A few days after juicemania started, I decided to get a shot of wheatgrass at Whole Foods Paycheck. Even though I sipped it, I thought I was going to hurl afterward. Wheatgrass is the most veilest of juices. This stuff is good for you? I even tried mixing it in my veggie juice at home and I couldn't finish it. A dab will do you. I read in Julia_Indichova's book that she drank it because she read somewhere that it improved the fertility of cows. Well, since cows eat grass, I can see how they would do well on wheatgrass. Now I know why my cats always puked up the grass they ate. Although I feel bloated like a cow sometimes, I don't have four stomachs. Nevertheless, I will start adding wheatgrass to my juices in small quantities because it's supposed to be so great for you. No more shots for me. It's like drinking a strong shot of pure stevia - ick.

I fear that if this juicing really works, I'm going to become a fanatic, like this spoof Jim Carey did of Jay the Juiceman:

Thursday, July 2, 2009

The Reading #2

The day after our BFN, I called Walter. I needed to know what happened with our spirit baby. I needed to know if she left. I needed to know what I did wrong. It's been almost three months, and we finally had our reading.

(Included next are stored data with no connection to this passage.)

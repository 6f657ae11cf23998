use std::fmt;

use serde::{Deserialize, Serialize};

use crate::error::DomainError;

/// Declares a closed enum whose serde and text spellings match the inference service.
macro_rules! wire_enum {
    ($(#[$meta:meta])* $name:ident { $($variant:ident => $wire:literal),+ $(,)? }) => {
        $(#[$meta])*
        #[derive(Debug, Clone, Copy, PartialEq, Eq, Hash, Serialize, Deserialize)]
        pub enum $name {
            $(
                #[serde(rename = $wire)]
                $variant,
            )+
        }

        impl $name {
            pub const ALL: &'static [$name] = &[$($name::$variant),+];

            pub fn as_str(self) -> &'static str {
                match self {
                    $($name::$variant => $wire,)+
                }
            }
        }

        impl fmt::Display for $name {
            fn fmt(&self, f: &mut fmt::Formatter<'_>) -> fmt::Result {
                f.write_str(self.as_str())
            }
        }

        impl std::str::FromStr for $name {
            type Err = DomainError;

            fn from_str(raw: &str) -> Result<Self, Self::Err> {
                let wanted = raw.trim();
                $name::ALL
                    .iter()
                    .copied()
                    .find(|variant| variant.as_str().eq_ignore_ascii_case(wanted))
                    .ok_or_else(|| DomainError::UnknownVariant {
                        kind: stringify!($name),
                        value: raw.to_string(),
                    })
            }
        }
    };
}

wire_enum!(ActivityLevel {
    Sedentary => "sedentary",
    Light => "light",
    Moderate => "moderate",
    Active => "active",
    VeryActive => "very_active",
});

wire_enum!(BuildType {
    Ectomorph => "ectomorph",
    Mesomorph => "mesomorph",
    Endomorph => "endomorph",
});

wire_enum!(FormQuality {
    Poor => "poor",
    Fair => "fair",
    Good => "good",
    Excellent => "excellent",
});

wire_enum!(Goal {
    Cut => "cut",
    Maintain => "maintain",
    Bulk => "bulk",
});

wire_enum!(Metabolism {
    Slow => "slow",
    Normal => "normal",
    Fast => "fast",
});

wire_enum!(
    /// Intensity bucket reported by the readiness endpoint.
    ReadinessLabel {
        Rest => "Rest",
        Light => "Light",
        Moderate => "Moderate",
        Hard => "Hard",
        Beast => "Beast",
    }
);

wire_enum!(MuscleMassCategory {
    BelowAverage => "Below Average",
    Average => "Average",
    AboveAverage => "Above Average",
    Athletic => "Athletic",
});

/// The four inference domains, in wizard and dashboard order.
#[derive(Debug, Clone, Copy, PartialEq, Eq, Hash, PartialOrd, Ord)]
pub enum Domain {
    Readiness,
    BodyComposition,
    Strength,
    Nutrition,
}

impl Domain {
    pub const ALL: [Domain; 4] = [
        Domain::Readiness,
        Domain::BodyComposition,
        Domain::Strength,
        Domain::Nutrition,
    ];

    /// Path of the POST endpoint, relative to the service base URL.
    pub fn endpoint_path(self) -> &'static str {
        match self {
            Domain::Readiness => "api/readiness",
            Domain::BodyComposition => "api/body-composition",
            Domain::Strength => "api/one-rep-max",
            Domain::Nutrition => "api/nutrition",
        }
    }

    /// Key of the matching input group inside a persisted snapshot.
    pub fn input_key(self) -> &'static str {
        match self {
            Domain::Readiness => "readiness",
            Domain::BodyComposition => "bodyComp",
            Domain::Strength => "strength",
            Domain::Nutrition => "nutrition",
        }
    }

    pub fn title(self) -> &'static str {
        match self {
            Domain::Readiness => "Readiness",
            Domain::BodyComposition => "Body Comp",
            Domain::Strength => "Strength",
            Domain::Nutrition => "Nutrition",
        }
    }

    pub fn position(self) -> usize {
        match self {
            Domain::Readiness => 0,
            Domain::BodyComposition => 1,
            Domain::Strength => 2,
            Domain::Nutrition => 3,
        }
    }
}

impl fmt::Display for Domain {
    fn fmt(&self, f: &mut fmt::Formatter<'_>) -> fmt::Result {
        let name = match self {
            Domain::Readiness => "readiness",
            Domain::BodyComposition => "body-composition",
            Domain::Strength => "one-rep-max",
            Domain::Nutrition => "nutrition",
        };
        f.write_str(name)
    }
}

/// Uncertain estimate with a most-likely value and plausible bounds.
///
/// The fields are private so that `low <= mid <= high` holds for every value.
#[derive(Debug, Clone, Copy, PartialEq)]
pub struct FuzzyRange {
    low: f64,
    mid: f64,
    high: f64,
}

impl FuzzyRange {
    pub fn new(low: f64, mid: f64, high: f64) -> Result<Self, DomainError> {
        if !(low.is_finite() && mid.is_finite() && high.is_finite()) {
            return Err(DomainError::NonFiniteRange { low, mid, high });
        }
        if low > mid || mid > high {
            return Err(DomainError::UnorderedRange { low, mid, high });
        }
        Ok(Self { low, mid, high })
    }

    pub fn low(&self) -> f64 {
        self.low
    }

    pub fn mid(&self) -> f64 {
        self.mid
    }

    pub fn high(&self) -> f64 {
        self.high
    }

    pub fn span(&self) -> f64 {
        self.high - self.low
    }

    pub fn is_degenerate(&self) -> bool {
        self.span() == 0.0
    }
}

#[derive(Debug, Clone, Copy, PartialEq, PartialOrd, Serialize, Deserialize)]
#[serde(try_from = "f64", into = "f64")]
pub struct ConfidenceScore(f64);

impl ConfidenceScore {
    pub fn new(value: f64) -> Result<Self, DomainError> {
        if !(0.0..=1.0).contains(&value) {
            return Err(DomainError::ConfidenceOutOfRange(value));
        }
        Ok(Self(value))
    }

    pub fn value(self) -> f64 {
        self.0
    }

    pub fn percent(self) -> u8 {
        (self.0 * 100.0).round() as u8
    }
}

impl TryFrom<f64> for ConfidenceScore {
    type Error = DomainError;

    fn try_from(value: f64) -> Result<Self, Self::Error> {
        Self::new(value)
    }
}

impl From<ConfidenceScore> for f64 {
    fn from(value: ConfidenceScore) -> Self {
        value.0
    }
}

#[derive(Debug, Clone, PartialEq, Serialize, Deserialize)]
pub struct ReadinessInput {
    pub sleep: f64,
    pub energy: f64,
    pub soreness: f64,
    pub stress: f64,
}

impl Default for ReadinessInput {
    fn default() -> Self {
        Self {
            sleep: 7.0,
            energy: 6.0,
            soreness: 4.0,
            stress: 3.0,
        }
    }
}

#[derive(Debug, Clone, PartialEq, Serialize, Deserialize)]
pub struct BodyCompositionInput {
    pub weight: f64,
    pub height: f64,
    pub waist: f64,
    pub activity_level: ActivityLevel,
    pub build_type: BuildType,
}

impl Default for BodyCompositionInput {
    fn default() -> Self {
        Self {
            weight: 75.0,
            height: 175.0,
            waist: 82.0,
            activity_level: ActivityLevel::Moderate,
            build_type: BuildType::Mesomorph,
        }
    }
}

#[derive(Debug, Clone, PartialEq, Serialize, Deserialize)]
pub struct StrengthInput {
    pub weight_lifted: f64,
    /// Free text; the service accepts fuzzy phrasing such as "around 6" or "5-7".
    pub reps: String,
    pub rpe: f64,
    pub form_quality: FormQuality,
}

impl Default for StrengthInput {
    fn default() -> Self {
        Self {
            weight_lifted: 100.0,
            reps: "6".to_string(),
            rpe: 8.0,
            form_quality: FormQuality::Good,
        }
    }
}

#[derive(Debug, Clone, PartialEq, Serialize, Deserialize)]
pub struct NutritionInput {
    pub weight: f64,
    pub goal: Goal,
    pub activity_level: ActivityLevel,
    pub metabolism: Metabolism,
    pub adherence: f64,
}

impl Default for NutritionInput {
    fn default() -> Self {
        Self {
            weight: 75.0,
            goal: Goal::Maintain,
            activity_level: ActivityLevel::Moderate,
            metabolism: Metabolism::Normal,
            adherence: 0.7,
        }
    }
}

/// All four input groups as submitted together.
#[derive(Debug, Clone, Default, PartialEq, Serialize, Deserialize)]
pub struct InputSnapshot {
    pub readiness: ReadinessInput,
    #[serde(rename = "bodyComp")]
    pub body_composition: BodyCompositionInput,
    pub strength: StrengthInput,
    pub nutrition: NutritionInput,
}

Our spirit baby is still with us, but she has been laying low. She is grieving too. Walter said that all of my feelings of sadness may not be my own. Sometimes, she is hanging off our necks and crying. Unfortunately, he did not get much information from her about why she did not come. From the answers to the questions I asked, I got the impression that it didn't have anything to do with Magic or I.

At first, I felt happy after the reading because at least she is still around. But I also feel hopeless, which makes me feel incredibly sad. The reading made me feel as if there is nothing I can do at this point. Alternatively, I feel I have so much to do and I fear that if I put that much energy into it again, I'll just end up heartbroken once more. I worry that she will not believe me when I tell her that I love her and that I really want her to come. All I can do is try to move through the grief and depression. I also have to try to keep my fertility up for a few more months, a feat that is not easy at my age, especially when you feel the situation is hopeless. The reading confirmed that the grief and depression are not doing anything for my fertility, which I already knew. We can not rush this. The earliest we will try again is fall, if that is still an option for us.